Quercetin relaxes guinea pig gallbladder strips

Abstract

Quercetin, a phytoestrogen and flavonoid, relaxes intestinal and vascular smooth muscle. The purpose of this study was to determine if quercetin had an effect on gallbladder smooth muscle. An in vitro technique was used to determine the effects of quercetin on gallbladder strips and which system(s) mediated the relaxation. Paired t tests were used; differences between means of P < .05 were considered significant. Adding quercetin before cholecystokinin or KCl produced a significant (P < .001) decrease in the amount of tension (0.80 ± 0.04 vs 0.48 ± 0.04 g cholecystokinin octapeptide and 0.8 ± 0.06 vs 0.54 ± 0.05 g KCl, respectively). When the protein kinase C (PKC) inhibitors bisindolymaleimide IV and chelerythrine Cl− were simultaneously, a significant (P < .001) reduction in the quercetin-induced relaxation (45.7% ± 4.3% vs 27.6% ± 3.4%) was observed.

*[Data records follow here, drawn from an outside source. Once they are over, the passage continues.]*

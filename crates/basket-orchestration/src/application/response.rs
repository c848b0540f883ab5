//! Basket view assembly.
//!
//! Joins a basket's lines with the product metadata resolved for them. The
//! join never fails: a line whose product was not resolved keeps its quantity
//! and simply carries no product.

use std::collections::HashMap;

use basket_core::basket::{Basket, BasketId, ProductId, UserId};
use basket_core::product::Product;
use chrono::{DateTime, Utc};
use serde::Serialize;

/// Layout used for every timestamp rendered in a response.
pub const TIMESTAMP_LAYOUT: &str = "%Y-%m-%dT%H:%M:%SZ";

/// Renders a timestamp with `TIMESTAMP_LAYOUT`.
#[must_use]
pub fn format_timestamp(timestamp: &DateTime<Utc>) -> String {
    timestamp.format(TIMESTAMP_LAYOUT).to_string()
}

/// Client-facing basket representation.
#[derive(Debug, Clone, PartialEq, Serialize)]
pub struct BasketView {
    /// Basket identifier.
    pub id: BasketId,
    /// Owner of the basket.
    pub user_id: UserId,
    /// One entry per basket line, in line order. Omitted from JSON when the
    /// basket has no lines.
    #[serde(skip_serializing_if = "Vec::is_empty")]
    pub products: Vec<ProductQuantityPair>,
    /// Creation timestamp.
    pub created_at: String,
    /// Last modification timestamp.
    pub updated_at: String,
}

/// A basket line decorated with its product, when the product was resolved.
#[derive(Debug, Clone, PartialEq, Serialize)]
pub struct ProductQuantityPair {
    /// The resolved product, absent when the product service did not return it.
    #[serde(skip_serializing_if = "Option::is_none")]
    pub product: Option<ProductView>,
    /// Quantity on the line.
    pub quantity: i32,
}

/// Product metadata as rendered inside a basket view.
#[derive(Debug, Clone, PartialEq, Serialize)]
pub struct ProductView {
    /// Product identifier.
    pub id: ProductId,
    /// Display name.
    pub name: String,
    /// Merchant product code.
    pub code: String,
    /// Color label.
    pub color: String,
    /// Unit price.
    pub price: f64,
    /// Image location.
    pub image_url: String,
    /// Product type label.
    #[serde(rename = "type")]
    pub product_type: String,
    /// Creation timestamp, `YYYY-MM-DDTHH:MM:SSZ` in UTC.
    pub created_at: String,
    /// Last modification timestamp, `YYYY-MM-DDTHH:MM:SSZ` in UTC.
    pub updated_at: String,
}

impl From<&Product> for ProductView {
    fn from(product: &Product) -> Self {
        Self {
            id: product.id.clone(),
            name: product.name.clone(),
            code: product.code.clone(),
            color: product.color.clone(),
            price: product.price,
            image_url: product.image_url.clone(),
            product_type: product.product_type.clone(),
            created_at: format_timestamp(&product.created_at),
            updated_at: format_timestamp(&product.updated_at),
        }
    }
}

impl BasketView {
    /// Builds the view of `basket`, pairing every line with the entry of
    /// `products` that has the same id.
    #[must_use]
    pub fn new(basket: &Basket, products: &[Product]) -> Self {
        let by_id: HashMap<&ProductId, &Product> = products.iter().map(|p| (&p.id, p)).collect();

        let pairs = basket
            .lines
            .iter()
            .map(|line| ProductQuantityPair {
                product: by_id.get(&line.product_id).map(|p| ProductView::from(*p)),
                quantity: line.quantity,
            })
            .collect();

        Self {
            id: basket.id.clone(),
            user_id: basket.user_id.clone(),
            products: pairs,
            created_at: format_timestamp(&basket.created_at),
            updated_at: format_timestamp(&basket.updated_at),
        }
    }
}

#[cfg(test)]
mod tests {
    use basket_core::basket::BasketLine;
    use basket_test_support::{fixed_now, sample_product};

    use super::*;

    fn basket_with(lines: &[(&str, i32)]) -> Basket {
        let mut basket = Basket::empty(BasketId::from("b-1"), UserId::from("user_1"), fixed_now());
        basket.lines = lines
            .iter()
            .zip(1..)
            .map(|((product_id, quantity), line_id)| BasketLine {
                line_id,
                basket_id: BasketId::from("b-1"),
                product_id: ProductId::from(*product_id),
                quantity: *quantity,
                created_at: fixed_now(),
                updated_at: fixed_now(),
            })
            .collect();
        basket
    }

    #[test]
    fn test_pairs_follow_line_order_with_quantities() {
        // Arrange
        let basket = basket_with(&[("p2", 5), ("p1", 2), ("p3", 1)]);
        let products = vec![
            sample_product("p1"),
            sample_product("p2"),
            sample_product("p3"),
        ];

        // Act
        let view = BasketView::new(&basket, &products);

        // Assert
        let ids: Vec<&str> = view
            .products
            .iter()
            .map(|pair| pair.product.as_ref().unwrap().id.as_str())
            .collect();
        let quantities: Vec<i32> = view.products.iter().map(|pair| pair.quantity).collect();
        assert_eq!(ids, vec!["p2", "p1", "p3"]);
        assert_eq!(quantities, vec![5, 2, 1]);
    }

    #[test]
    fn test_unresolved_product_keeps_quantity_without_product() {
        let basket = basket_with(&[("p1", 2), ("ghost", 7)]);

        let view = BasketView::new(&basket, &[sample_product("p1")]);

        assert_eq!(view.products.len(), 2);
        assert!(view.products[0].product.is_some());
        assert!(view.products[1].product.is_none());
        assert_eq!(view.products[1].quantity, 7);
    }

    #[test]
    fn test_duplicate_lines_each_get_the_product() {
        let basket = basket_with(&[("p1", 1), ("p1", 4)]);

        let view = BasketView::new(&basket, &[sample_product("p1")]);

        assert_eq!(view.products.len(), 2);
        assert!(view.products.iter().all(|pair| pair.product.is_some()));
    }

    #[test]
    fn test_timestamps_use_the_shared_layout() {
        let basket = basket_with(&[("p1", 1)]);

        let view = BasketView::new(&basket, &[sample_product("p1")]);

        assert_eq!(view.created_at, "2026-01-15T10:00:00Z");
        assert_eq!(view.updated_at, "2026-01-15T10:00:00Z");
        let product = view.products[0].product.as_ref().unwrap();
        assert_eq!(product.created_at, "2026-01-15T10:00:00Z");
    }

    #[test]
    fn test_json_shape_omits_empty_products_and_absent_product() {
        let empty = BasketView::new(&basket_with(&[]), &[]);
        let json = serde_json::to_value(&empty).unwrap();
        assert!(json.get("products").is_none());
        assert_eq!(json["id"], "b-1");
        assert_eq!(json["user_id"], "user_1");

        let unresolved = BasketView::new(&basket_with(&[("ghost", 3)]), &[]);
        let json = serde_json::to_value(&unresolved).unwrap();
        assert_eq!(json["products"][0], serde_json::json!({ "quantity": 3 }));
    }

    #[test]
    fn test_product_type_serializes_as_type() {
        let view = BasketView::new(&basket_with(&[("p1", 1)]), &[sample_product("p1")]);

        let json = serde_json::to_value(&view).unwrap();

        assert_eq!(json["products"][0]["product"]["type"], "apparel");
        assert_eq!(json["products"][0]["product"]["image_url"], "https://img.example.com/p1.png");
    }

    #[test]
    fn test_product_view_serializes_every_field() {
        let view = ProductView::from(&sample_product("p1"));

        let json = serde_json::to_value(&view).unwrap();

        let mut keys: Vec<&str> = json.as_object().unwrap().keys().map(String::as_str).collect();
        keys.sort_unstable();
        assert_eq!(
            keys,
            vec![
                "code",
                "color",
                "created_at",
                "id",
                "image_url",
                "name",
                "price",
                "type",
                "updated_at"
            ]
        );
    }
}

To determine if protein kinase A (PKA) mediated the quercetin-induced relaxation, PKA inhibitor 14-22 amide myristolated was used. It significantly (P < .05) decreased the amount (40.4% ± 3.7% vs 34.5% ± 3.3%) of quercetin-induced relaxation. The use of 2-APB also significantly (P < .001) reduced the amount of quercetin-induced relaxation (51.2% ± 3.5% vs 14.8% ± 3.6%). l-NG-methyl-l-arginine acetate salt, a nitric oxide synthase inhibitor, significantly (P < 001) decreased the quercetin-induced relaxation (45.7% ± 4.2% vs 35.2% ± 3.6%). KT5823, a PKC inhibitor, had no effect on the quercetin-induced relaxation. Quercetin blocked extracellular Ca2+ entry which affected downstream events such as activation of PKC, PKA, intracellular Ca2+ release, and activation of nitric oxide synthase. Quercetin relaxed cholecystokinin octapeptide and KCl-induced tension in a concentration dependent manner. Thus quercetin-induced relaxation was mediated by multiple signaling pathways.